As far as complicated characters go, Freddie is an impressive mix of conflicting emotions: angry, lonely, selfish, and resentful. But in her occasional vulnerable moments, there’s a sense of a wounded tenderness, like a bruise that has never quite healed up and will always be a source of pain. Even in Freddie’s cruelest moments, when her antics push away others (and, to some extent, the audience), there’s an understanding from the actor’s performance that her actions are coming from a place of pain and self-preservation. The role is a formidable assignment even for experienced performers, but this intricate character is wonderfully brought to life by first-time actor Park. She gives Freddie her scowls, her defensive body language, and her impish impulses to cause a little chaos from time to time. As the years pass in the movie, so also does Park’s performance acclimate, maturing subtly but not so much that we lose the essence of the character we met pouring her own soju.

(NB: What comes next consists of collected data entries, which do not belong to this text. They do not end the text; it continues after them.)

//! Authentication service
//!
//! The challenge/response state machine: issue a nonce challenge, check a
//! signature against the most recent outstanding challenge, start a session
//! lazily creating the user. Per-address state is implicit — it is whatever
//! the challenge store currently holds.

use std::sync::Arc;

use thiserror::Error;

use crate::models::{Challenge, User};
use crate::store::{ChallengeStore, StoreError, UserDirectory};

use super::crypto::SignatureVerifier;

/// Auth service errors — infrastructure failures only. Authentication
/// verdicts are `VerifyDecision`, never errors.
#[derive(Error, Debug)]
pub enum AuthError {
    #[error("invalid wallet address")]
    InvalidAddress,

    #[error(transparent)]
    Store(#[from] StoreError),
}

/// Why a verification was rejected. Internal detail for logging; every
/// reason maps to the same external 401 so callers cannot probe whether an
/// address has an outstanding challenge.
#[derive(Debug, Clone, Copy, PartialEq, Eq)]
pub enum RejectReason {
    /// No outstanding challenge: never issued, consumed, or expired.
    NoChallenge,
    /// Submitted message differs from the stored challenge text.
    MessageMismatch,
    /// Signature check failed or the verifier could not parse the input.
    SignatureInvalid,
}

/// Outcome of a verification attempt.
#[derive(Debug)]
pub enum VerifyDecision {
    Accepted(User),
    Rejected(RejectReason),
}

/// Wallet challenge/response authenticator.
///
/// All collaborators are injected; the service holds no state of its own
/// beyond the trait objects.
pub struct AuthService {
    challenges: Arc<dyn ChallengeStore>,
    users: Arc<dyn UserDirectory>,
    verifier: Arc<dyn SignatureVerifier>,
}

impl AuthService {
    pub fn new(
        challenges: Arc<dyn ChallengeStore>,
        users: Arc<dyn UserDirectory>,
        verifier: Arc<dyn SignatureVerifier>,
    ) -> Self {
        Self {
            challenges,
            users,
            verifier,
        }
    }

    /// Issue a fresh challenge for the wallet to sign.
    ///
    /// A store failure here is a hard error: no challenge can be handed out.
    pub async fn request_challenge(&self, wallet_address: &str) -> Result<Challenge, AuthError> {
        if wallet_address.trim().is_empty() {
            return Err(AuthError::InvalidAddress);
        }

        let challenge = self.challenges.issue(wallet_address).await?;
        tracing::debug!(wallet = %wallet_address, nonce = %challenge.nonce, "Issued auth challenge");
        Ok(challenge)
    }

    /// Check a signed challenge and start a session on success.
    ///
    /// Only the most recent outstanding challenge counts; the submitted
    /// message must match its text byte-for-byte before the signature is
    /// even looked at, so a signature over any other text cannot be
    /// replayed against it.
    pub async fn verify(
        &self,
        wallet_address: &str,
        signature: &str,
        message: &str,
    ) -> Result<VerifyDecision, AuthError> {
        let Some(challenge) = self.challenges.most_recent_for(wallet_address).await? else {
            return Ok(VerifyDecision::Rejected(RejectReason::NoChallenge));
        };

        if challenge.challenge_text != message {
            return Ok(VerifyDecision::Rejected(RejectReason::MessageMismatch));
        }

        // The verifier may fail on malformed input; that is the same verdict
        // as a wrong signature, and the challenge stays live for a retry.
        let passed = match self
            .verifier
            .verify(message.as_bytes(), signature, wallet_address)
            .await
        {
            Ok(passed) => passed,
            Err(e) => {
                tracing::debug!(wallet = %wallet_address, "Signature verification errored: {}", e);
                false
            }
        };

        if !passed {
            return Ok(VerifyDecision::Rejected(RejectReason::SignatureInvalid));
        }

        let user = self.users.find_or_create(wallet_address).await?;

        // The verification already succeeded; a failed delete must not flip
        // the result. The record expires on its own either way.
        if let Err(e) = self.challenges.consume(challenge.id).await {
            tracing::warn!(
                challenge_id = %challenge.id,
                wallet = %wallet_address,
                "Failed to consume spent challenge: {}", e
            );
        }

        tracing::info!(wallet = %wallet_address, user_id = %user.id, "Wallet authenticated");
        Ok(VerifyDecision::Accepted(user))
    }
}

In time, Freddie learns to move and live in the places that made her uncomfortable. For a time, she calls Seoul home; later, it’s just a business trip stop. Her bosses deem her a “Trojan Horse” for her ability to move between countries—but there’s a sense in the movie that she’s still a woman without a place to call home. Chou’s “Return to Seoul” is an uneasy exploration of the concept of home and the heartache of losing it, following an imperfect heroine on her emotional journey to find a home in herself.
Now playing in theaters.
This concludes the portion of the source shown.